I have a small database in Elasticsearch and for testing purposes would like to pull all records back. I am attempting to use a URL of the form...
我有一个小的数据库在弹性搜索和测试的目的是想把所有的记录拉回来。我正在尝试使用表单的URL…
http://localhost:9200/foo/_search?pretty=true&q={'matchAll':{''}}
Can someone give me the URL you would use to accomplish this, please?
有人能给我你要用的URL来完成这个吗?
507
I think lucene syntax is supported so:
我认为lucene语法是支持的:
http://localhost:9200/foo/_search?pretty=true&q=*:*
http://localhost:9200 / foo / _search ?漂亮=真的,q = *:*
size defaults to 10, so you may also need &size=BIGNUMBER
to get more than 10 items. (where BIGNUMBER equals a number you believe is bigger than your dataset)
大小默认为10,因此您可能还需要&size=BIGNUMBER来获得10个以上的项。
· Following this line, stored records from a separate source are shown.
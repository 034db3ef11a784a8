//! PDF renderer – takes a [`CertificateLayout`] plus the image bytes it
//! refers to and produces a single-page PDF using `printpdf` (v0.8 ops API).

use std::collections::HashMap;

use printpdf::*;

use crate::error::{CertError, Result};
use crate::fonts::to_winlatin;
use crate::layout_config::{CertificateLayout, Element, ImagePlacement, ImageSlot, TextPlacement};
use crate::units::mm_to_pt;

/// Encoded (PNG/JPEG) image bytes keyed by the slot they fill.
pub type ImageAssets = HashMap<ImageSlot, Vec<u8>>;

/// A printpdf XObject together with the pixel dimensions of the source image.
struct ImageResource {
    xobj_id: XObjectId,
    px_width: u32,
    px_height: u32,
}

/// Render a layout into PDF bytes.
///
/// Every placed image must have its bytes in `assets`; a template that
/// cannot be decoded is a [`CertError::TemplateImage`], a QR code that
/// cannot be decoded a [`CertError::QrGeneration`].
pub fn render_pdf(layout: &CertificateLayout, assets: &ImageAssets) -> Result<Vec<u8>> {
    let mut doc = PdfDocument::new(&layout.title);

    let resources = register_images(&mut doc, layout, assets)?;
    let ops = page_ops(layout, &resources);

    // A certificate is exactly one page.
    let page = PdfPage::new(Mm(layout.page.width_mm), Mm(layout.page.height_mm), ops);
    doc.with_pages(vec![page]);

    Ok(doc.save(&PdfSaveOptions::default(), &mut Vec::new()))
}

/// Decode every placed image once and add it to `doc` as an XObject.
fn register_images(
    doc: &mut PdfDocument,
    layout: &CertificateLayout,
    assets: &ImageAssets,
) -> Result<HashMap<ImageSlot, ImageResource>> {
    let mut resources: HashMap<ImageSlot, ImageResource> = HashMap::new();
    let mut img_warnings: Vec<PdfWarnMsg> = Vec::new();

    for placement in layout.images() {
        if resources.contains_key(&placement.slot) {
            continue;
        }
        let bytes = assets.get(&placement.slot).ok_or_else(|| {
            image_error(placement.slot, "no image data supplied".to_string())
        })?;

        let raw = RawImage::decode_from_bytes(bytes, &mut img_warnings)
            .map_err(|e| image_error(placement.slot, format!("decode error: {e}")))?;
        let (px_width, px_height) = (raw.width as u32, raw.height as u32);
        let xobj_id = doc.add_image(&raw);

        resources.insert(
            placement.slot,
            ImageResource {
                xobj_id,
                px_width,
                px_height,
            },
        );
    }
    if !img_warnings.is_empty() {
        log::debug!("printpdf reported {} image warning(s)", img_warnings.len());
    }

    Ok(resources)
}

/// Content-stream ops for the page, in layout order.
fn page_ops(layout: &CertificateLayout, resources: &HashMap<ImageSlot, ImageResource>) -> Vec<Op> {
    let page_h_pt = mm_to_pt(layout.page.height_mm);
    let mut ops = Vec::new();

    for element in &layout.elements {
        match element {
            Element::Image(placement) => {
                if let Some(res) = resources.get(&placement.slot) {
                    draw_image(&mut ops, placement, res, page_h_pt);
                }
            }
            Element::Text(text) => draw_text(&mut ops, text, page_h_pt),
        }
    }
    ops
}

fn image_error(slot: ImageSlot, msg: String) -> CertError {
    match slot {
        ImageSlot::Template => CertError::TemplateImage(msg),
        ImageSlot::QrCode => CertError::QrGeneration(msg),
    }
}

fn draw_image(ops: &mut Vec<Op>, placement: &ImagePlacement, res: &ImageResource, page_h_pt: f32) {
    // PDF origin is bottom-left; layout origin is top-left.
    let x_pt = mm_to_pt(placement.x_mm);
    let bottom_pt = page_h_pt - mm_to_pt(placement.y_mm + placement.height_mm);

    // At dpi=72 printpdf renders 1 px = 1 pt, so scale = desired_pt / px_dim.
    let scale_x = if res.px_width > 0 {
        mm_to_pt(placement.width_mm) / res.px_width as f32
    } else {
        1.0
    };
    let scale_y = if res.px_height > 0 {
        mm_to_pt(placement.height_mm) / res.px_height as f32
    } else {
        1.0
    };

    ops.push(Op::UseXobject {
        id: res.xobj_id.clone(),
        transform: XObjectTransform {
            translate_x: Some(Pt(x_pt)),
            translate_y: Some(Pt(bottom_pt)),
            dpi: Some(72.0),
            scale_x: Some(scale_x),
            scale_y: Some(scale_y),
            rotate: None,
        },
    });
}

fn draw_text(ops: &mut Vec<Op>, text: &TextPlacement, page_h_pt: f32) {
    if text.text.is_empty() {
        return;
    }
    let font = text.font.builtin();

    ops.push(Op::StartTextSection);
    ops.push(Op::SetTextCursor {
        pos: Point {
            x: Pt(mm_to_pt(text.x_mm)),
            y: Pt(page_h_pt - mm_to_pt(text.baseline_mm)),
        },
    });
    ops.push(Op::SetFontSizeBuiltinFont {
        size: Pt(text.font_size_pt),
        font,
    });
    ops.push(Op::SetFillColor {
        col: Color::Rgb(Rgb {
            r: text.color[0] as f32 / 255.0,
            g: text.color[1] as f32 / 255.0,
            b: text.color[2] as f32 / 255.0,
            icc_profile: None,
        }),
    });
    ops.push(Op::WriteTextBuiltinFont {
        items: vec![TextItem::Text(to_winlatin(&text.text))],
        font,
    });
    ops.push(Op::EndTextSection);
}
(BIGNUMBER等于一个你认为比你的数据集大的数字)
BUT, elasticsearch documentation suggests for large result sets, using the scan search type.
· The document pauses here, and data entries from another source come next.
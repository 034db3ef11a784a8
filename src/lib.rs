//! # cert-forge – certificate PDF generator
//!
//! Renders a one-page certificate: a background template image overlaid with
//! the recipient's name, a registration number and a QR code linking to a
//! verification URL. The pipeline stages are:
//!
//! 1. **Configure** – resolve a [`RenderConfig`] from the environment ([`config`])
//! 2. **Size** – template pixels at a DPI → landscape page in mm ([`units`])
//! 3. **Lay out** – text and image placements ([`layout`], [`layout_config`])
//! 4. **QR** – encode and recolour the verification code ([`qr`])
//! 5. **Render** – emit PDF bytes via printpdf ([`render`])
//! 6. **Write** – sanitised filename, atomic write ([`sanitize`], [`pipeline`])

pub mod config;
pub mod error;
pub mod fonts;
pub mod layout;
pub mod layout_config;
pub mod pipeline;
pub mod qr;
pub mod render;
pub mod sanitize;
pub mod units;

// Re-exports for convenience
pub use config::RenderConfig;
pub use error::{CertError, Result};
pub use pipeline::{compute_layout, generate, CertificateRequest};
//! Placement arithmetic: turns a [`RenderConfig`] plus the recipient's
//! details into a [`CertificateLayout`].
//!
//! Text uses a cell model: a field's cell sits at `(left, top)` with a
//! height equal to the field's size value in mm, and the text is vertically
//! centred in it. Existing template configurations are tuned against this.

use crate::config::{RenderConfig, TextAlign, TextFieldStyle};
use crate::fonts::{FontFace, FontFamily};
use crate::layout_config::{CertificateLayout, Element, ImagePlacement, ImageSlot, TextPlacement};
use crate::units::{pt_to_mm, px_to_mm, PageSize};

/// Horizontal padding between the cell edge and the first glyph, in mm.
pub const CELL_PADDING_MM: f32 = 1.0;

/// Baseline offset below the cell centre, as a fraction of the font size.
const BASELINE_FACTOR: f32 = 0.3;

/// Lay out a certificate for `name` / `registration_number`.
pub fn compose_layout(
    config: &RenderConfig,
    name: &str,
    registration_number: &str,
) -> CertificateLayout {
    let page = PageSize::from_template(
        config.template_width_px,
        config.template_height_px,
        config.dpi,
    );
    let family = FontFamily::from_name(&config.font_family);

    let registration_text = format!("{}{}", config.registration_label, registration_number);
    let qr_mm = px_to_mm(config.qr.size_px as f32, config.dpi);

    // Template, then text, then the QR code on top.
    let mut elements = Vec::new();
    if config.template_image.is_some() {
        elements.push(Element::Image(template_placement(
            &page,
            config.template_safety_mm,
        )));
    }
    elements.push(Element::Text(place_text(name, family, &config.name)));
    elements.push(Element::Text(place_text(
        &registration_text,
        family,
        &config.registration,
    )));
    elements.push(Element::Image(ImagePlacement {
        slot: ImageSlot::QrCode,
        x_mm: config.qr.left,
        y_mm: config.qr.top,
        width_mm: qr_mm,
        height_mm: qr_mm,
    }));

    CertificateLayout {
        title: format!("Certificate - {name}"),
        page,
        elements,
    }
}

/// Template stretched over the whole page, inset by `safety_mm` on each side.
fn template_placement(page: &PageSize, safety_mm: f32) -> ImagePlacement {
    ImagePlacement {
        slot: ImageSlot::Template,
        x_mm: safety_mm,
        y_mm: safety_mm,
        width_mm: page.width_mm - safety_mm * 2.0,
        height_mm: page.height_mm - safety_mm * 2.0,
    }
}

fn place_text(text: &str, family: FontFamily, style: &TextFieldStyle) -> TextPlacement {
    let font = FontFace::new(family, style.bold);

    let anchor = match style.align {
        TextAlign::Left => style.left,
        TextAlign::Center => {
            let width_mm = pt_to_mm(font.measure_text_width(text, style.size));
            style.left - width_mm / 2.0
        }
    };

    let cell_height_mm = style.size;
    let baseline_mm =
        style.top + cell_height_mm / 2.0 + BASELINE_FACTOR * pt_to_mm(style.size);

    TextPlacement {
        text: text.to_string(),
        font,
        font_size_pt: style.size,
        color: style.color,
        x_mm: anchor + CELL_PADDING_MM,
        baseline_mm,
    }
}

#[cfg(test)]
mod tests {
    use super::*;
    use std::path::PathBuf;

    #[test]
    fn default_layout() {
        let layout = compose_layout(&RenderConfig::default(), "Jane Doe", "REG-001");

        assert!((layout.page.width_mm - 211.67).abs() < 0.01);
        assert!((layout.page.height_mm - 163.58).abs() < 0.01);
        assert_eq!(layout.title, "Certificate - Jane Doe");

        // No template configured: only the QR image.
        assert_eq!(layout.images().len(), 1);
        let qr = layout.image(ImageSlot::QrCode).unwrap();
        assert_eq!((qr.x_mm, qr.y_mm), (160.0, 110.0));
        // 180 px @ 300 dpi = 15.24 mm
        assert!((qr.width_mm - 15.24).abs() < 0.001);
        assert_eq!(qr.width_mm, qr.height_mm);

        assert_eq!(layout.texts()[0].text, "Jane Doe");
        assert!(layout.texts()[0].font.bold);
        assert_eq!(layout.texts()[1].text, "Registration Number : REG-001");
        assert!(!layout.texts()[1].font.bold);
    }

    #[test]
    fn template_is_drawn_first_with_safety_inset() {
        let config = RenderConfig {
            template_image: Some(PathBuf::from("template.png")),
            ..RenderConfig::default()
        };
        let layout = compose_layout(&config, "A", "B");
        assert_eq!(layout.images()[0].slot, ImageSlot::Template);
        assert_eq!(layout.images()[1].slot, ImageSlot::QrCode);

        let tpl = layout.images()[0];
        assert_eq!((tpl.x_mm, tpl.y_mm), (1.0, 1.0));
        assert!((tpl.width_mm - (layout.page.width_mm - 2.0)).abs() < 1e-4);
        assert!((tpl.height_mm - (layout.page.height_mm - 2.0)).abs() < 1e-4);
    }

    #[test]
    fn qr_is_drawn_over_text() {
        let config = RenderConfig {
            template_image: Some(PathBuf::from("template.png")),
            ..RenderConfig::default()
        };
        let layout = compose_layout(&config, "Jane Doe", "REG-001");
        let order: Vec<&str> = layout
            .elements
            .iter()
            .map(|e| match e {
                Element::Image(img) if img.slot == ImageSlot::Template => "template",
                Element::Image(_) => "qr",
                Element::Text(_) => "text",
            })
            .collect();
        assert_eq!(order, ["template", "text", "text", "qr"]);
    }

    #[test]
    fn left_anchored_text_position() {
        let layout = compose_layout(&RenderConfig::default(), "Jane Doe", "REG-001");
        let name = layout.texts()[0];
        assert!((name.x_mm - 51.0).abs() < 1e-4);
        // 70 + 42/2 + 0.3 * (42 pt in mm)
        let expected = 70.0 + 21.0 + 0.3 * 42.0 * 25.4 / 72.0;
        assert!((name.baseline_mm - expected).abs() < 1e-3);
    }

    #[test]
    fn centred_text_straddles_anchor() {
        let mut config = RenderConfig::default();
        config.name.align = TextAlign::Center;
        config.name.left = 105.0;

        let layout = compose_layout(&config, "Jane Doe", "REG-001");
        let name = layout.texts()[0];
        let width_mm = pt_to_mm(name.font.measure_text_width("Jane Doe", 42.0));
        let left = name.x_mm - CELL_PADDING_MM;
        assert!(left < 105.0);
        assert!((left + width_mm / 2.0 - 105.0).abs() < 1e-3);

        // Registration line keeps its own (left) alignment.
        assert!((layout.texts()[1].x_mm - 51.0).abs() < 1e-4);
    }

    #[test]
    fn custom_label_and_colours() {
        let mut config = RenderConfig::default();
        config.registration_label = "No. ".to_string();
        config.registration.color = [120, 10, 10];
        let layout = compose_layout(&config, "A", "42");
        assert_eq!(layout.texts()[1].text, "No. 42");
        assert_eq!(layout.texts()[1].color, [120, 10, 10]);
    }

    #[test]
    fn layout_json_roundtrip() {
        let layout = compose_layout(&RenderConfig::default(), "Jane Doe", "REG-001");
        let parsed = CertificateLayout::from_json(&layout.to_json()).unwrap();
        assert_eq!(parsed, layout);
    }
}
但是,使用扫描搜索类型,弹性搜索文档建议使用大型结果集。
EG:
例如:
curl -XGET 'localhost:9200/foo/_search?search_type=scan&scroll=10m&size=50' -d '
{
"query" : {
"match_all" : {}
}
}'
and then keep requesting as per the documentation link above suggests.
然后根据上面的文档链接继续请求。
EDIT: scan
Deprecated in 2.1.0.
编辑:扫描在2.1.0中弃用。
scan
does not provide any benefits over a regular scroll
request sorted by _doc
. link to elastic docs (spotted by @christophe-roussy)
扫描不会对按_doc排序的常规滚动请求提供任何好处。链接到弹性文档(由@christophe-roussy发现)
99
http://127.0.0.1:9200/foo/_search/?size=1000&pretty=1
^
Note the size param, which increases the hits displayed from the default (10) to 1000 per shard.
注意大小param,它增加了从默认值(10)到1000 / shard显示的点击量。
http://www.elasticsearch.org/guide/en/elasticsearch/reference/current/search-request-from-size.html
http://www.elasticsearch.org/guide/en/elasticsearch/reference/current/search-request-from-size.html
22
elasticsearch(ES) supports both a GET or a POST request for getting the data from the ES cluster index.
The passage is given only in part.